C’est un chiffre en trompe-l’œil pour le capital-investissement français : si le montant des cessions a progressé en valeur de 9 % pour atteindre 13 milliards d’euros en 2025, c’est principalement parce qu’il a été porté par la mise en place de fonds de continuation, selon les chiffres annuels publiés par France Invest et Grant Thornton. En 2024, les fonds de continuation ne représentaient en effet que 400 millions d’euros, soit 3,4 % du montant total de 11,9 milliards d’euros de cessions, contre 1,9 milliard d’euros en 2025 (14,6 % du total). De plus, le nombre d’entreprises cédées recule, avec 1 191 transactions réalisées en 2025 contre 1 281 en 2024.
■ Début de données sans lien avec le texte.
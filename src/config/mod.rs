//! Configuration loading.
//!
//! A single YAML file describes the warehouse, the stream broker, the blob
//! stage and the tables to load. Environment references are expanded before
//! parsing (see [`vars`]).

mod vars;

use regex::Regex;
use serde::{Deserialize, Serialize};
use snafu::prelude::*;
use std::collections::HashMap;
use std::path::Path;
use std::sync::LazyLock;
use std::time::Duration;

use crate::broker::{ReadLimits, StreamNaming};
use crate::cluster::ClusterTopology;
use crate::error::{
    ConfigError, EmptyStageUrlSnafu, EnvInterpolationSnafu, InvalidIdentifierSnafu,
    ReadFileSnafu, YamlParseSnafu, ZeroMaxSnafu, ZeroValueSnafu,
};
use crate::schema::TableSchema;

static IDENTIFIER: LazyLock<Regex> = LazyLock::new(|| {
    Regex::new(r"^[A-Za-z_][A-Za-z0-9_]*(\.[A-Za-z_][A-Za-z0-9_]*)?$")
        .expect("identifier pattern is valid")
});

/// Check that `name` can be spliced into SQL as a (optionally schema-qualified) identifier.
pub fn validate_identifier(name: &str) -> Result<(), ConfigError> {
    ensure!(IDENTIFIER.is_match(name), InvalidIdentifierSnafu { name });
    Ok(())
}

/// Main configuration structure.
#[derive(Debug, Clone, Serialize, Deserialize)]
pub struct Config {
    pub warehouse: WarehouseConfig,
    pub broker: BrokerConfig,
    pub stage: StageConfig,
    #[serde(default)]
    pub loader: LoaderConfig,
    /// Per-table schemas used by the write path and `create-table`.
    #[serde(default)]
    pub schemas: HashMap<String, TableSchema>,
    #[serde(default)]
    pub metrics: MetricsConfig,
}

/// Warehouse connection, naming and bulk load settings.
#[derive(Debug, Clone, Serialize, Deserialize)]
pub struct WarehouseConfig {
    /// Cluster identifier. Used for stream naming, stage layout and topology lookup.
    #[serde(default)]
    pub cluster_name: Option<String>,
    /// Database name. Used for stream naming and stage layout.
    #[serde(default)]
    pub database: Option<String>,
    /// Postgres-protocol connection string.
    pub url: String,
    #[serde(default = "default_max_connections")]
    pub max_connections: u32,
    #[serde(default = "default_ledger_table")]
    pub ledger_table: String,
    /// Rows the bulk load may reject before failing the batch.
    #[serde(default = "default_max_error")]
    pub max_error: u32,
    /// Credentials clause passed to the bulk load, e.g. `aws_iam_role=arn:...`.
    #[serde(default)]
    pub copy_credentials: Option<String>,
    #[serde(default)]
    pub region: Option<String>,
    /// Static topology. When absent the cluster is described through AWS.
    #[serde(default)]
    pub topology: Option<ClusterTopology>,
}

impl WarehouseConfig {
    pub fn stream_naming(&self) -> StreamNaming {
        StreamNaming {
            cluster_name: self.cluster_name.clone(),
            database: self.database.clone(),
        }
    }
}

fn default_max_connections() -> u32 {
    5
}

fn default_ledger_table() -> String {
    "kinesis_loads".to_string()
}

fn default_max_error() -> u32 {
    2
}

/// Stream broker selection.
#[derive(Debug, Clone, Serialize, Deserialize)]
#[serde(tag = "kind", rename_all = "lowercase")]
pub enum BrokerConfig {
    Kinesis {
        #[serde(default)]
        region: Option<String>,
        /// Override endpoint (e.g. a local emulator).
        #[serde(default)]
        endpoint: Option<String>,
    },
    Local {
        #[serde(default = "default_local_directory")]
        directory: String,
    },
}

fn default_local_directory() -> String {
    "log".to_string()
}

/// Blob stage settings.
#[derive(Debug, Clone, Serialize, Deserialize)]
pub struct StageConfig {
    /// Stage location: `s3://bucket/prefix` or a local directory.
    pub url: String,
    #[serde(default)]
    pub storage_options: HashMap<String, String>,
    #[serde(default = "default_attempts")]
    pub upload_attempts: usize,
    #[serde(default = "default_attempts")]
    pub verify_attempts: usize,
    #[serde(default = "default_retry_delay_ms")]
    pub retry_delay_ms: u64,
    /// Fail the cycle when size verification never succeeds.
    #[serde(default)]
    pub strict_verification: bool,
}

impl StageConfig {
    pub fn retry_delay(&self) -> Duration {
        Duration::from_millis(self.retry_delay_ms)
    }
}

fn default_attempts() -> usize {
    3
}

fn default_retry_delay_ms() -> u64 {
    5000
}

/// Load cycle settings.
#[derive(Debug, Clone, Serialize, Deserialize)]
pub struct LoaderConfig {
    /// Tables polled by `run`.
    #[serde(default)]
    pub tables: Vec<String>,
    #[serde(default = "default_max_concurrent_shards")]
    pub max_concurrent_shards: usize,
    #[serde(default = "default_poll_interval_secs")]
    pub poll_interval_secs: u64,
    #[serde(default = "default_max_requests")]
    pub max_requests: usize,
    #[serde(default = "default_max_records_per_request")]
    pub max_records_per_request: usize,
    #[serde(default = "default_request_interval_ms")]
    pub request_interval_ms: u64,
}

impl Default for LoaderConfig {
    fn default() -> Self {
        Self {
            tables: Vec::new(),
            max_concurrent_shards: default_max_concurrent_shards(),
            poll_interval_secs: default_poll_interval_secs(),
            max_requests: default_max_requests(),
            max_records_per_request: default_max_records_per_request(),
            request_interval_ms: default_request_interval_ms(),
        }
    }
}

impl LoaderConfig {
    pub fn read_limits(&self) -> ReadLimits {
        ReadLimits {
            max_requests: self.max_requests,
            max_records_per_request: self.max_records_per_request,
            request_interval: Duration::from_millis(self.request_interval_ms),
        }
    }

    pub fn poll_interval(&self) -> Duration {
        Duration::from_secs(self.poll_interval_secs)
    }
}

fn default_max_concurrent_shards() -> usize {
    16
}

fn default_poll_interval_secs() -> u64 {
    300
}

fn default_max_requests() -> usize {
    100
}

fn default_max_records_per_request() -> usize {
    10_000
}

fn default_request_interval_ms() -> u64 {
    200
}

/// Metrics configuration for the Prometheus endpoint.
#[derive(Debug, Clone, Serialize, Deserialize)]
pub struct MetricsConfig {
    #[serde(default)]
    pub enabled: bool,
    #[serde(default = "default_metrics_address")]
    pub address: String,
}

impl Default for MetricsConfig {
    fn default() -> Self {
        Self {
            enabled: false,
            address: default_metrics_address(),
        }
    }
}

fn default_metrics_address() -> String {
    "0.0.0.0:9090".to_string()
}

impl Config {
    /// Load configuration from a YAML file.
    pub fn from_file(path: impl AsRef<Path>) -> Result<Self, ConfigError> {
        let contents = std::fs::read_to_string(path).context(ReadFileSnafu)?;
        Self::from_yaml(&contents)
    }

    /// Parse configuration from YAML text, expanding environment references first.
    pub fn from_yaml(yaml: &str) -> Result<Self, ConfigError> {
        let expanded = vars::interpolate(yaml).map_err(|problems| {
            EnvInterpolationSnafu {
                message: problems.join("\n"),
            }
            .build()
        })?;
        let config: Config = serde_yaml::from_str(&expanded).context(YamlParseSnafu)?;
        config.validate()?;
        Ok(config)
    }

    /// Validate the configuration.
    pub fn validate(&self) -> Result<(), ConfigError> {
        ensure!(!self.stage.url.trim().is_empty(), EmptyStageUrlSnafu);
        ensure!(self.warehouse.max_error > 0, ZeroMaxSnafu);
        ensure!(
            self.stage.upload_attempts > 0,
            ZeroValueSnafu {
                field: "stage.upload_attempts"
            }
        );
        ensure!(
            self.stage.verify_attempts > 0,
            ZeroValueSnafu {
                field: "stage.verify_attempts"
            }
        );
        ensure!(
            self.loader.max_concurrent_shards > 0,
            ZeroValueSnafu {
                field: "loader.max_concurrent_shards"
            }
        );
        ensure!(
            self.loader.max_records_per_request > 0,
            ZeroValueSnafu {
                field: "loader.max_records_per_request"
            }
        );

        validate_identifier(&self.warehouse.ledger_table)?;
        for table in self.loader.tables.iter().chain(self.schemas.keys()) {
            validate_identifier(table)?;
        }
        for schema in self.schemas.values() {
            schema.validate()?;
        }

        Ok(())
    }
}

#[cfg(test)]
mod tests {
    use super::*;

    const MINIMAL: &str = r#"
warehouse:
  cluster_name: analytics
  database: events
  url: postgres://loader@localhost:5439/events
broker:
  kind: local
stage:
  url: /tmp/floe-stage
"#;

    #[test]
    fn test_minimal_config_defaults() {
        let config = Config::from_yaml(MINIMAL).unwrap();

        assert_eq!(config.warehouse.ledger_table, "kinesis_loads");
        assert_eq!(config.warehouse.max_error, 2);
        assert_eq!(config.stage.verify_attempts, 3);
        assert_eq!(config.stage.upload_attempts, 3);
        assert!(!config.stage.strict_verification);
        assert_eq!(config.loader.max_requests, 100);
        assert_eq!(config.loader.max_records_per_request, 10_000);
        assert!(!config.metrics.enabled);
        assert!(matches!(
            config.broker,
            BrokerConfig::Local { ref directory } if directory == "log"
        ));
    }

    #[test]
    fn test_kinesis_broker_section() {
        let yaml = MINIMAL.replace(
            "  kind: local",
            "  kind: kinesis\n  region: us-east-1\n  endpoint: http://localhost:4566",
        );
        let config = Config::from_yaml(&yaml).unwrap();
        match config.broker {
            BrokerConfig::Kinesis { region, endpoint } => {
                assert_eq!(region.as_deref(), Some("us-east-1"));
                assert_eq!(endpoint.as_deref(), Some("http://localhost:4566"));
            }
            other => panic!("unexpected broker {other:?}"),
        }
    }

    #[test]
    fn test_stream_name() {
        let config = Config::from_yaml(MINIMAL).unwrap();
        assert_eq!(
            config.warehouse.stream_naming().stream_name("clicks").unwrap(),
            "analytics.events.clicks"
        );
    }

    #[test]
    fn test_stream_name_requires_cluster_and_database() {
        let yaml = MINIMAL.replace("  cluster_name: analytics\n", "");
        let config = Config::from_yaml(&yaml).unwrap();
        assert!(matches!(
            config.warehouse.stream_naming().stream_name("clicks"),
            Err(ConfigError::MissingStreamNaming)
        ));
    }

    #[test]
    fn test_rejects_zero_max_error() {
        let yaml = MINIMAL.replace(
            "  database: events\n",
            "  database: events\n  max_error: 0\n",
        );
        assert!(matches!(
            Config::from_yaml(&yaml),
            Err(ConfigError::ZeroMaxError)
        ));
    }

    #[test]
    fn test_rejects_injection_in_table_names() {
        let yaml = format!("{MINIMAL}loader:\n  tables: [\"clicks; drop table x\"]\n");
        assert!(matches!(
            Config::from_yaml(&yaml),
            Err(ConfigError::InvalidIdentifier { .. })
        ));
    }

    #[test]
    fn test_env_interpolation() {
        unsafe {
            std::env::set_var("FLOE_CONFIG_TEST_STAGE", "/tmp/from-env");
        }
        let yaml = MINIMAL.replace("/tmp/floe-stage", "${FLOE_CONFIG_TEST_STAGE}");
        let config = Config::from_yaml(&yaml).unwrap();
        assert_eq!(config.stage.url, "/tmp/from-env");
    }

    #[test]
    fn test_missing_env_is_reported() {
        unsafe {
            std::env::remove_var("FLOE_CONFIG_TEST_MISSING");
        }
        let yaml = MINIMAL.replace("/tmp/floe-stage", "${FLOE_CONFIG_TEST_MISSING}");
        let err = Config::from_yaml(&yaml).unwrap_err();
        assert!(err.to_string().contains("FLOE_CONFIG_TEST_MISSING"));
    }
}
Par ailleurs, les acteurs du capital-investissement ont investi 28,8 milliards d’euros auprès d’entreprises en 2025 contre 26 milliards d’euros en 2024. Cette hausse de 11 % est aussi à relativiser : les montants hors fonds de continuation reculent de 400 millions d’euros sur un an (– 1 %), malgré une hausse des sociétés accompagnées (2 714 en 2025 contre 2 692 en 2024).
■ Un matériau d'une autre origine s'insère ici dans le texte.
//! In-process warehouse.
//!
//! Holds the ledger and loaded rows in memory. Transactions are serialized
//! through a writer lock, buffer their writes, and publish them only on
//! commit. Bulk loads resolve the manifest through the blob stage and load
//! one row per JSON line, so a full load cycle can run without a cluster.

use async_trait::async_trait;
use chrono::{NaiveDateTime, TimeDelta, Utc};
use flate2::read::GzDecoder;
use serde_json::Value;
use snafu::prelude::*;
use std::collections::{HashMap, VecDeque};
use std::io::{BufRead, BufReader};
use std::sync::{Arc, Mutex, MutexGuard, PoisonError};
use tokio::sync::OwnedMutexGuard;
use tracing::{debug, warn};

use super::{
    BulkLoadRequest, BulkLoadStatus, LOAD_ERROR_LIMIT, LoadErrorRow, Warehouse,
    WarehouseTransaction, first_query_only,
};
use crate::checkpoint::{CheckpointRow, LedgerKey, NewCheckpoint};
use crate::error::{
    BulkLoadDecodeSnafu, BulkLoadInputSnafu, InjectedSnafu, ManifestJsonSnafu, WarehouseError,
};
use crate::loader::manifest::Manifest;
use crate::sequence::SequenceRange;
use crate::stage::BlobStage;

/// A failure to inject into the next bulk load.
#[derive(Debug, Clone)]
enum Injection {
    /// The load reports failure through its status.
    Reject(String),
    /// The load call itself errors.
    Error(String),
}

#[derive(Debug, Default)]
struct State {
    ledger: Vec<CheckpointRow>,
    tables: HashMap<String, Vec<Value>>,
    load_errors: Vec<(String, LoadErrorRow)>,
    ddl: Vec<String>,
    last_timestamp: Option<NaiveDateTime>,
    next_query_id: i64,
    injections: VecDeque<Injection>,
    transactions: usize,
}

impl State {
    /// Warehouse clock, strictly increasing across calls.
    fn now(&mut self) -> NaiveDateTime {
        let wall = Utc::now().naive_utc();
        let now = match self.last_timestamp {
            Some(last) if wall <= last => last + TimeDelta::microseconds(1),
            _ => wall,
        };
        self.last_timestamp = Some(now);
        now
    }

    fn recent(&self, key: &LedgerKey, extra: &[CheckpointRow], limit: usize) -> Vec<CheckpointRow> {
        let mut rows: Vec<CheckpointRow> = self
            .ledger
            .iter()
            .chain(extra)
            .filter(|row| row.key() == *key)
            .cloned()
            .collect();
        rows.sort_by(|a, b| b.load_timestamp.cmp(&a.load_timestamp));
        rows.truncate(limit);
        rows
    }

    fn select(
        &self,
        table: &str,
        stream: &str,
        shard_ids: &[String],
        extra: &[CheckpointRow],
    ) -> Vec<CheckpointRow> {
        let mut rows: Vec<CheckpointRow> = self
            .ledger
            .iter()
            .chain(extra)
            .filter(|row| row.table_name == table && row.stream_name == stream)
            .filter(|row| shard_ids.is_empty() || shard_ids.contains(&row.shard_id))
            .cloned()
            .collect();
        rows.sort_by(|a, b| a.load_timestamp.cmp(&b.load_timestamp));
        rows
    }
}

struct Inner {
    state: Mutex<State>,
    writer: Arc<tokio::sync::Mutex<()>>,
    stage: BlobStage,
}

impl Inner {
    fn state(&self) -> MutexGuard<'_, State> {
        self.state.lock().unwrap_or_else(PoisonError::into_inner)
    }
}

/// Warehouse kept entirely in memory.
#[derive(Clone)]
pub struct MemoryWarehouse {
    inner: Arc<Inner>,
}

impl MemoryWarehouse {
    /// `stage` is where bulk loads read manifests and blobs from.
    pub fn new(stage: BlobStage) -> Self {
        Self {
            inner: Arc::new(Inner {
                state: Mutex::new(State::default()),
                writer: Arc::new(tokio::sync::Mutex::new(())),
                stage,
            }),
        }
    }

    /// Append a committed ledger row directly, outside any transaction.
    pub fn seed_checkpoint(&self, key: LedgerKey, range: SequenceRange) -> CheckpointRow {
        let mut state = self.inner.state();
        let row = CheckpointRow {
            stream_name: key.stream,
            shard_id: key.shard_id,
            table_name: key.table,
            starting_sequence_number: range.start,
            ending_sequence_number: range.end,
            load_timestamp: state.now(),
        };
        state.ledger.push(row.clone());
        row
    }

    /// Append a committed ledger row with a caller-chosen timestamp.
    pub fn seed_checkpoint_at(
        &self,
        key: LedgerKey,
        range: SequenceRange,
        load_timestamp: NaiveDateTime,
    ) -> CheckpointRow {
        let row = CheckpointRow {
            stream_name: key.stream,
            shard_id: key.shard_id,
            table_name: key.table,
            starting_sequence_number: range.start,
            ending_sequence_number: range.end,
            load_timestamp,
        };
        self.inner.state().ledger.push(row.clone());
        row
    }

    /// Make the next bulk load report failure through its status.
    pub fn reject_next_bulk_load(&self, message: impl Into<String>) {
        self.inner
            .state()
            .injections
            .push_back(Injection::Reject(message.into()));
    }

    /// Make the next bulk load call return an error.
    pub fn break_next_bulk_load(&self, message: impl Into<String>) {
        self.inner
            .state()
            .injections
            .push_back(Injection::Error(message.into()));
    }

    /// Every committed ledger row, in insertion order.
    pub fn ledger(&self) -> Vec<CheckpointRow> {
        self.inner.state().ledger.clone()
    }

    /// Committed rows of `table`.
    pub fn rows(&self, table: &str) -> Vec<Value> {
        self.inner
            .state()
            .tables
            .get(table)
            .cloned()
            .unwrap_or_default()
    }

    /// DDL statements executed so far.
    pub fn ddl_statements(&self) -> Vec<String> {
        self.inner.state().ddl.clone()
    }

    /// Number of transactions opened so far.
    pub fn transactions_started(&self) -> usize {
        self.inner.state().transactions
    }
}

#[async_trait]
impl Warehouse for MemoryWarehouse {
    async fn begin(&self) -> Result<Box<dyn WarehouseTransaction>, WarehouseError> {
        let writer = self.inner.writer.clone().lock_owned().await;
        self.inner.state().transactions += 1;
        Ok(Box::new(MemoryTransaction {
            inner: self.inner.clone(),
            _writer: writer,
            checkpoints: Vec::new(),
            rows: Vec::new(),
        }))
    }

    async fn recent_checkpoints(
        &self,
        key: &LedgerKey,
        limit: usize,
    ) -> Result<Vec<CheckpointRow>, WarehouseError> {
        Ok(self.inner.state().recent(key, &[], limit))
    }

    async fn checkpoints(
        &self,
        table: &str,
        stream: &str,
        shard_ids: &[String],
    ) -> Result<Vec<CheckpointRow>, WarehouseError> {
        Ok(self.inner.state().select(table, stream, shard_ids, &[]))
    }

    async fn load_errors(
        &self,
        table: &str,
        files: &[String],
    ) -> Result<Vec<LoadErrorRow>, WarehouseError> {
        let state = self.inner.state();
        let mut rows: Vec<LoadErrorRow> = state
            .load_errors
            .iter()
            .filter(|(t, row)| t == table && files.contains(&row.filename))
            .map(|(_, row)| row.clone())
            .collect();
        rows.sort_by(|a, b| b.query_id.cmp(&a.query_id));
        rows.truncate(LOAD_ERROR_LIMIT);
        Ok(first_query_only(rows))
    }

    async fn execute_ddl(&self, ddl: &str) -> Result<(), WarehouseError> {
        self.inner.state().ddl.push(ddl.to_string());
        Ok(())
    }
}

/// Buffered writes of one open transaction.
pub struct MemoryTransaction {
    inner: Arc<Inner>,
    _writer: OwnedMutexGuard<()>,
    checkpoints: Vec<CheckpointRow>,
    rows: Vec<(String, Value)>,
}

impl MemoryTransaction {
    /// Parse every staged blob listed in the manifest.
    async fn read_manifest(
        &self,
        request: &BulkLoadRequest,
    ) -> Result<(Vec<Value>, Vec<LoadErrorRow>), WarehouseError> {
        let stage = &self.inner.stage;
        let bytes = stage
            .read(&request.manifest_url)
            .await
            .context(BulkLoadInputSnafu)?;
        let manifest: Manifest = serde_json::from_slice(&bytes)
            .context(ManifestJsonSnafu)
            .context(BulkLoadInputSnafu)?;

        let mut rows = Vec::new();
        let mut errors = Vec::new();
        for entry in &manifest.entries {
            let blob = match stage.read(&entry.url).await {
                Ok(blob) => blob,
                Err(e) if !entry.mandatory => {
                    debug!(url = %entry.url, error = %e, "Skipping optional manifest entry");
                    continue;
                }
                Err(source) => return Err(WarehouseError::BulkLoadInput { source }),
            };

            let reader = BufReader::new(GzDecoder::new(&blob[..]));
            for (index, line) in reader.lines().enumerate() {
                let line = line.context(BulkLoadDecodeSnafu { url: &entry.url })?;
                if line.trim().is_empty() {
                    continue;
                }
                match serde_json::from_str::<Value>(&line) {
                    Ok(value @ Value::Object(_)) => rows.push(value),
                    Ok(_) => errors.push(error_row(&entry.url, index, &line, "Not a JSON object")),
                    Err(e) => errors.push(error_row(&entry.url, index, &line, &e.to_string())),
                }
            }
        }
        Ok((rows, errors))
    }
}

fn error_row(filename: &str, index: usize, raw_line: &str, reason: &str) -> LoadErrorRow {
    LoadErrorRow {
        query_id: 0,
        filename: filename.to_string(),
        line_number: index as i64 + 1,
        column: String::new(),
        raw_line: raw_line.to_string(),
        raw_field_value: String::new(),
        error_code: 1216,
        reason: reason.to_string(),
    }
}

#[async_trait]
impl WarehouseTransaction for MemoryTransaction {
    async fn recent_checkpoints(
        &mut self,
        key: &LedgerKey,
        limit: usize,
    ) -> Result<Vec<CheckpointRow>, WarehouseError> {
        Ok(self.inner.state().recent(key, &self.checkpoints, limit))
    }

    async fn checkpoints(
        &mut self,
        table: &str,
        stream: &str,
        shard_ids: &[String],
    ) -> Result<Vec<CheckpointRow>, WarehouseError> {
        Ok(self
            .inner
            .state()
            .select(table, stream, shard_ids, &self.checkpoints))
    }

    async fn insert_checkpoints(&mut self, rows: &[NewCheckpoint]) -> Result<(), WarehouseError> {
        let load_timestamp = self.inner.state().now();
        self.checkpoints.extend(rows.iter().map(|row| CheckpointRow {
            stream_name: row.key.stream.clone(),
            shard_id: row.key.shard_id.clone(),
            table_name: row.key.table.clone(),
            starting_sequence_number: row.range.start.clone(),
            ending_sequence_number: row.range.end.clone(),
            load_timestamp,
        }));
        Ok(())
    }

    async fn bulk_load(
        &mut self,
        request: &BulkLoadRequest,
    ) -> Result<BulkLoadStatus, WarehouseError> {
        let injection = self.inner.state().injections.pop_front();
        match injection {
            Some(Injection::Error(message)) => return InjectedSnafu { message }.fail(),
            Some(Injection::Reject(message)) => return Ok(BulkLoadStatus::Failed { message }),
            None => {}
        }

        let (rows, mut errors) = self.read_manifest(request).await?;
        if !errors.is_empty() {
            let mut state = self.inner.state();
            state.next_query_id += 1;
            let query_id = state.next_query_id;
            for error in &mut errors {
                error.query_id = query_id;
            }
            warn!(
                table = %request.table,
                errors = errors.len(),
                max_error = request.max_error,
                "Bulk load skipped malformed lines"
            );
            let failed = errors.len() > request.max_error as usize;
            state
                .load_errors
                .extend(errors.into_iter().map(|e| (request.table.clone(), e)));
            if failed {
                return Ok(BulkLoadStatus::Failed {
                    message: format!(
                        "Load into table '{}' failed. Check 'stl_load_errors' system table for details.",
                        request.table
                    ),
                });
            }
        }

        let loaded = rows.len() as u64;
        self.rows
            .extend(rows.into_iter().map(|row| (request.table.clone(), row)));
        Ok(BulkLoadStatus::Loaded { rows: loaded })
    }

    async fn commit(self: Box<Self>) -> Result<(), WarehouseError> {
        let this = *self;
        let mut state = this.inner.state();
        state.ledger.extend(this.checkpoints);
        for (table, row) in this.rows {
            state.tables.entry(table).or_default().push(row);
        }
        Ok(())
    }

    async fn rollback(self: Box<Self>) -> Result<(), WarehouseError> {
        Ok(())
    }
}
Du côté des levées de capitaux, les sommes progressent de 15 % sur un an pour atteindre 28,9 milliards d’euros mais, là encore, les volumes ont été soutenus par les fonds de continuation qui totalisent 5,9 milliards d’euros récoltés par 23 véhicules en 2025 contre 1,6 milliard d’euros en 2024. Sans ces fonds, la collecte baisse de 2 %, notamment en raison de l’absence de levées supérieures à un milliard d’euros en 2025. Dans un environnement économique plus complexe pour les gestionnaires, la durée moyenne pour boucler un fonds progresse depuis 2021 pour atteindre 23,6 mois en 2025, un record depuis six ans.